PAST PRESIDENTS
1. ALEXANDER FRASER. 2. JOHN FERGUSON.
3. DUNCAN M‘CULLOCH. 4. DANIEL H. GERRARD. J.P.

GOOD NEWS.

At one of the meetings of the committee, held towards the end of 1877, an interesting report was given by the Johnstone representative, which was not without its humorous side. Nearly a year earlier the Bakery committee had installed machinery for biscuit baking, and had been building up a good trade. Nevertheless, the Johnstone committee had thought it necessary to inquire into complaints which were being made by their members. The biscuits manufactured by the Baking Society were sold in paper bags which contained 28 for 1/, and the members complained that other grocers gave 30 biscuits for 1/. The committee of Johnstone Society had carried out their investigation in a practical manner. They had purchased a bag of each of the other makers’ biscuits and had weighed them. The result showed that the U.C.B.S. 28 biscuits were heavier by 5½ oz. than were the 30 biscuits of one maker, and were as heavy as 34 biscuits of another maker, while in each case the Society’s biscuits were pronounced to be the better in quality. It is easy to imagine how heartening to a committee who were continuously being pestered with complaints about the quality of their wares such a report would be, and the chuckles with which the humorists amongst them would agree that it should be engrossed in the minutes “for the information of the delegates attending the quarterly meeting, so that they may be in a position to lay the matter before their respective committees; which may result in a considerable extension of this branch of trade.”

MACHINERY INSTALLED.

For some months the committee had been discussing tentatively the installation of baking machinery, but without coming to any definite decision on the matter. In the beginning of 1878, however, they began to inquire into the subject in earnest, and appointed a committee to get all necessary particulars as to cost, effect on working expenses, and effect on the quality and appearance of the bread, of such machinery. After this committee had reported, the subject was discussed by the general committee and then remitted to the quarterly meeting. There the delegates ordered the report to be printed in circular form and sent out to the societies, so that the delegates might come to the next quarterly meeting with instructions. At the next meeting a motion that machinery be installed in the bakery was agreed to by a small majority. The amendment, “that it be not installed,” seems to have been the last protest from those societies who wished a branch to be established at Paisley or Johnstone, but with the installation of machinery their last hope of achieving their purpose disappeared.

GETTING RICH.

When the Society purchased the property in St James Street they were very poor and had to take a bond on the property, and when, a year or two later, the adjacent property in Park Street was purchased, the amount of the bond was increased, the total being £830. Now, in 1878, the committee found themselves in a position to pay out the bondholders, and accordingly this was done. The views of the committee on the subject of “bonds,” as reported in the minutes, are interesting and worthy of quotation. They state:

“The uplifting of the bonds has entailed a considerable expense to this Society. The amount was advanced by four separate parties, who had each to be secured by a separate bond. We should draw a lesson from this which might be beneficial to us in the future, to make us beware that this or any of our respective local societies never have a ‘bond’ on any property where it is possible to get co-operative money.”

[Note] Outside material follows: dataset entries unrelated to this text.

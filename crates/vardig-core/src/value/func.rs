//! Function values and closures.
//!
//! A function value points to a function-value record whose first word is
//! the entry PC. Closures store their captured variables right after it.

use std::sync::Arc;

use super::{Scalar, Value};
use crate::config::LoadConfig;
use crate::error::VardigError;
use crate::memory::{dereference_memory, read_uint_raw};
use crate::types::{Address, Function};

impl Value
{
    /// Read the record address and entry PC. Sets `closure_addr` and `base`;
    /// returns the function, or `None` for nil function values and failures
    /// (the latter also set `unreadable`).
    pub(super) fn resolve_function(&mut self) -> Option<Arc<Function>>
    {
        self.closure_addr = match self.read_word(self.addr) {
            Ok(addr) => addr,
            Err(err) => {
                self.unreadable = Some(err);
                return None;
            }
        };
        if self.closure_addr.is_null() {
            self.base = Address::ZERO;
            return None;
        }

        let entry = self.memory().and_then(|mem| {
            let mem = dereference_memory(&mem);
            read_uint_raw(mem.as_ref(), self.closure_addr, self.ptr_size())
        });
        self.base = match entry {
            Ok(pc) => Address::new(pc),
            Err(err) => {
                self.unreadable = Some(err);
                return None;
            }
        };

        let func = self.info.as_ref().and_then(|info| info.pc_to_func(self.base));
        if func.is_none() {
            self.unreadable = Some(VardigError::UnknownFunction(self.base));
        }
        func
    }

    /// Load a function value: its name, and for closures the captured
    /// variables as children.
    pub(super) fn load_function_ptr(&mut self, recurse: i32, cfg: &LoadConfig)
    {
        let Some(func) = self.resolve_function() else {
            if self.unreadable.is_none() {
                self.value = Some(Scalar::string(""));
            }
            return;
        };
        self.value = Some(Scalar::string(func.name.clone()));

        let Some(captured) = self.info.as_ref().and_then(|info| info.closure_struct_type(&func)) else {
            return;
        };
        self.len = captured.as_struct().map_or(0, |st| st.fields.len() as i64);

        if recurse <= cfg.max_variable_recurse {
            let mem = match self.memory() {
                Ok(mem) => dereference_memory(&mem),
                Err(err) => {
                    self.unreadable = Some(err);
                    return;
                }
            };
            let mut record = self.child("", self.closure_addr, &captured, mem);
            record.load_internal(recurse, cfg);
            self.children = record.children;
        }
    }
}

At this point it may be interesting to note the apparent effect which the withdrawal of the trade of Barrhead Society had on the Bakery. For the ninth year the average turnover of the Society was 223 sacks per week, while in the tenth year this fell to an average of 188. The position is more fully illustrated by taking the totals for the two years; that for the ninth year being 11,588 sacks, while that for the tenth year had fallen to 9,774 sacks. About this time the members were beginning to be uneasy about the Oakmill Society, in which they had invested £200, and at one quarterly meeting a delegate wished to know whether the committee considered the shares of this society a safe investment. The meeting was assured by Messrs Barclay and M‘Nair, who were both members of the Oakmill Society, that they considered the investment quite a safe one. At the quarterly meeting in March 1879 question was again raised, when Mr Alexander, the treasurer of the Baking Society, gave it as his opinion that “the loan capital in Oakmill Society was as safe as ever it was.”